Играть долго, затянуть соперника в эндшпиль и наконец удушить его кольцами удава — так Карлсен однажды объяснил суть и наслаждение своей игры. Но Карякин и сам удав, умеющий ползти долго и душить сильно.
Карлсен и Карякин играют в игру, где оба знают лучшие двадцать ходов в любом начале, играют в такую игру, где слабая тень новинки иногда мелькает только на третьем десятке ходов. Испанская партия ими изучена так, что выглядит распотрошенной тушкой на столе вивисектора. Дебют Цукерторта подвергнут ими такому научному анализу, что придумавший его сто пятьдесят лет назад немец своей задумки бы не узнал. И вот они играют, и идеально просчитанные ходы следуют один за другим, так что в игре, с одной стороны, не оказывается места для ошибки, а с другой стороны, и спонтанного человеческого озарения и открытия в ней нет.

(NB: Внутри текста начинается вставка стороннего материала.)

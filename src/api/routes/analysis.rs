//! Analysis Routes
//!
//! Endpoints that run the symptom analytics over a posted log.
//!
//! - POST /api/v1/analyze - Full pattern report
//! - POST /api/v1/correlation - Correlate two symptom series
//! - POST /api/v1/patterns - Weekly/monthly cycles
//! - POST /api/v1/trends - Severity trend
//! - POST /api/v1/triggers - Context factor triggers

use axum::{extract::State, Json};
use std::sync::Arc;

use crate::analytics::{
    compute_correlation, correlation::aligned_pair_count, detect_cyclical_patterns, detect_trends,
    identify_triggers, PatternReport,
};
use crate::api::dto::{
    CorrelationRequest, CorrelationResponse, ObservationsRequest, PatternsResponse,
    TrendsResponse, TriggersResponse,
};
use crate::api::error::{ApiError, ApiResult};
use crate::api::state::AppState;
use crate::import::validate_records;

/// POST /api/v1/analyze
///
/// Run every analysis and return the combined report.
pub async fn analyze(
    State(state): State<Arc<AppState>>,
    Json(req): Json<ObservationsRequest>,
) -> ApiResult<Json<PatternReport>> {
    let observations = req.into_observations()?;
    Ok(Json(state.analytics.analyze(&observations)))
}

/// POST /api/v1/correlation
pub async fn correlation(Json(req): Json<CorrelationRequest>) -> ApiResult<Json<CorrelationResponse>> {
    let series_a = validate_records(req.series_a)
        .map_err(|e| ApiError::Validation(format!("series_a: {}", e)))?;
    let series_b = validate_records(req.series_b)
        .map_err(|e| ApiError::Validation(format!("series_b: {}", e)))?;

    Ok(Json(CorrelationResponse {
        coefficient: compute_correlation(&series_a, &series_b),
        pairs_considered: aligned_pair_count(&series_a, &series_b),
    }))
}

/// POST /api/v1/patterns
pub async fn patterns(Json(req): Json<ObservationsRequest>) -> ApiResult<Json<PatternsResponse>> {
    let observations = req.into_observations()?;
    Ok(Json(PatternsResponse {
        patterns: detect_cyclical_patterns(&observations),
    }))
}

/// POST /api/v1/trends
pub async fn trends(Json(req): Json<ObservationsRequest>) -> ApiResult<Json<TrendsResponse>> {
    let observations = req.into_observations()?;
    Ok(Json(TrendsResponse {
        trends: detect_trends(&observations),
    }))
}

/// POST /api/v1/triggers
pub async fn triggers(Json(req): Json<ObservationsRequest>) -> ApiResult<Json<TriggersResponse>> {
    let observations = req.into_observations()?;
    Ok(Json(TriggersResponse {
        triggers: identify_triggers(&observations),
    }))
}
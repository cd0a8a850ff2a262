//! API Error Types
//!
//! Defines error types for the API layer and implements conversion
//! to HTTP responses with appropriate status codes.

use axum::{
    http::StatusCode,
    response::{IntoResponse, Response},
    Json,
};
use serde::Serialize;
use thiserror::Error;

use crate::import::ImportError;

/// API error types
#[derive(Error, Debug)]
pub enum ApiError {
    /// Request validation failed
    #[error("Validation error: {0}")]
    Validation(String),

    /// Internal server error
    #[error("Internal error: {0}")]
    Internal(String),

    /// IO error
    #[error("IO error: {0}")]
    Io(#[from] std::io::Error),
}

impl From<ImportError> for ApiError {
    fn from(err: ImportError) -> Self {
        match err {
            ImportError::Io(e) => ApiError::Io(e),
            other => ApiError::Validation(other.to_string()),
        }
    }
}

/// Error response body
#[derive(Serialize)]
pub struct ErrorResponse {
    pub error: ErrorBody,
    pub request_id: String,
}

/// Error details
#[derive(Serialize)]
pub struct ErrorBody {
    pub code: String,
    pub message: String,
}

impl ApiError {
    /// HTTP status and machine-readable code for this error
    pub fn status_and_code(&self) -> (StatusCode, &'static str) {
        match self {
            ApiError::Validation(_) => (StatusCode::BAD_REQUEST, "VALIDATION_ERROR"),
            ApiError::Internal(_) => (StatusCode::INTERNAL_SERVER_ERROR, "INTERNAL_ERROR"),
            ApiError::Io(_) => (StatusCode::INTERNAL_SERVER_ERROR, "IO_ERROR"),
        }
    }
}

impl IntoResponse for ApiError {
    fn into_response(self) -> Response {
        let (status, code) = self.status_and_code();

        let request_id = uuid::Uuid::new_v4().to_string();

        tracing::error!(
            request_id = %request_id,
            error_code = %code,
            error_message = %self,
            "API error occurred"
        );

        let body = ErrorResponse {
            error: ErrorBody {
                code: code.to_string(),
                message: self.to_string(),
            },
            request_id,
        };

        (status, Json(body)).into_response()
    }
}

/// Result type for API operations
pub type ApiResult<T> = Result<T, ApiError>;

Мы стоим на границе будущего, которое в очередной раз изменит все. Автомобили с искусственным интеллектом уже ездят по дорогам, интеллектуальные системы управления уже регулируют температуру и влажность в домах, 3d-принтеры уже печатают не только детали самолетов, но и протезы для людей. Везде, где возможен расчет, будет управлять и распоряжаться искусственный разум. В шахматы, построенные на расчете и переборе вариантов, он пришел уже десять лет назад, что хорошо почувствовали на себе Каспаров и Крамник. Они проиграли компьютерам.

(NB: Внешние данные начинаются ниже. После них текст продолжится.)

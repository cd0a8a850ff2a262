//! Logging Setup
//!
//! Installs the global `tracing` subscriber. `RUST_LOG` wins over the
//! configured level when it is set.

use crate::config::LoggingConfig;
use tracing_subscriber::{layer::SubscriberExt, util::SubscriberInitExt, EnvFilter};

/// Build the filter from `RUST_LOG`, falling back to the configured level
pub fn env_filter(config: &LoggingConfig) -> EnvFilter {
    EnvFilter::try_from_default_env().unwrap_or_else(|_| {
        EnvFilter::new(format!(
            "fiberfriends={level},tower_http={level}",
            level = config.level
        ))
    })
}

/// Initialize the global subscriber
///
/// Returns an error if a subscriber is already installed.
pub fn init_logging(config: &LoggingConfig) -> Result<(), tracing_subscriber::util::TryInitError> {
    let registry = tracing_subscriber::registry().with(env_filter(config));

    match config.format.as_str() {
        "json" => registry.with(tracing_subscriber::fmt::layer().json()).try_init(),
        _ => registry.with(tracing_subscriber::fmt::layer()).try_init(),
    }
}

/// Initialize logging for command-line use
///
/// Logs go to stderr so that stdout stays clean for command output.
pub fn init_cli_logging(config: &LoggingConfig) -> Result<(), tracing_subscriber::util::TryInitError> {
    let registry = tracing_subscriber::registry().with(env_filter(config));

    match config.format.as_str() {
        "json" => registry
            .with(tracing_subscriber::fmt::layer().json().with_writer(std::io::stderr))
            .try_init(),
        _ => registry
            .with(tracing_subscriber::fmt::layer().with_writer(std::io::stderr))
            .try_init(),
    }
}
//! Trigger Identification
//!
//! Compares the mean severity of observations carrying each context
//! factor against the mean severity of the whole log.

use super::stats::mean;
use super::types::{SymptomObservation, TriggerFinding};
use std::collections::HashMap;

/// Times a factor must be recorded before it is considered
const MIN_OCCURRENCES: usize = 2;

/// Severity offset that maps to a score of 1.0 (the width of the scale)
const SEVERITY_NORMALIZER: f64 = 10.0;

/// Scores at or below this magnitude are treated as noise
const MIN_SCORE: f64 = 0.05;

/// Identify context factors associated with shifted severity
///
/// The `correlation` reported for each factor is
/// `(mean severity with factor - mean severity of all observations) / 10`.
/// It is a normalized mean offset, not a statistical correlation
/// coefficient, and downstream thresholds are tuned to this exact formula.
///
/// Factors recorded fewer than twice, or with a score magnitude of 0.05
/// or less, are left out. Results are ordered by score magnitude, strongest
/// first; factors with equal magnitude keep first-seen order.
pub fn identify_triggers(observations: &[SymptomObservation]) -> Vec<TriggerFinding> {
    if observations.is_empty() {
        return Vec::new();
    }

    let baseline = mean(
        &observations
            .iter()
            .map(SymptomObservation::severity_value)
            .collect::<Vec<_>>(),
    );

    let mut index: HashMap<&str, usize> = HashMap::new();
    let mut factors: Vec<(&str, Vec<f64>)> = Vec::new();

    for obs in observations {
        for factor in &obs.context_factors {
            let slot = *index.entry(factor.as_str()).or_insert_with(|| {
                factors.push((factor.as_str(), Vec::new()));
                factors.len() - 1
            });
            factors[slot].1.push(obs.severity_value());
        }
    }

    let mut findings: Vec<TriggerFinding> = factors
        .into_iter()
        .filter(|(_, severities)| severities.len() >= MIN_OCCURRENCES)
        .filter_map(|(factor, severities)| {
            let score = ((mean(&severities) - baseline) / SEVERITY_NORMALIZER).clamp(-1.0, 1.0);
            if score.abs() <= MIN_SCORE {
                return None;
            }
            Some(TriggerFinding {
                trigger: factor.to_string(),
                correlation: score,
                occurrences: severities.len(),
                description: describe(factor, score),
            })
        })
        .collect();

    // sort_by is stable, so ties keep first-seen order
    findings.sort_by(|a, b| {
        b.correlation
            .abs()
            .partial_cmp(&a.correlation.abs())
            .unwrap_or(std::cmp::Ordering::Equal)
    });

    findings
}

fn describe(factor: &str, score: f64) -> String {
    let percent = (score.abs() * 100.0).round();
    if score > 0.0 {
        format!("{} appears to worsen symptoms ({}% increase)", factor, percent)
    } else {
        format!("{} appears to improve symptoms ({}% decrease)", factor, percent)
    }
}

Матч Карлсена и Карякина — это матч за звание чемпиона второй лиги. Из первой люди вылетели и уже больше никогда не вернутся в нее. Компьютеров нет в аквариуме, где занимают свои места за столиком два приятных молодых человека с сумасшедшими рейтингами 2853 и 2772, но все же они тут есть, эти жужжащие железными мозгами и сотнями процессоров Stockfish и Komodo с рейтингом, подбирающимся к 3400. Компанию им составляет нейросеть Giraffe, которая три дня обучала саму себя играть в шахматы, а на четвертый стала международным мастером ФИДЕ. Два шахматных движка и их подружка нейросеть наблюдают игры людей со снисходительными улыбками. Играйте, мальчики, старайтесь, мальчики, подражайте компьютерам, учитесь у них. Именно у компьютеров Карлсен и Карякин учились уходящему вдаль расчету и стерильной, безошибочной игре. Но они все-таки люди, и поэтому иногда, очень редко, крайне редко, до обидного редко ошибаются.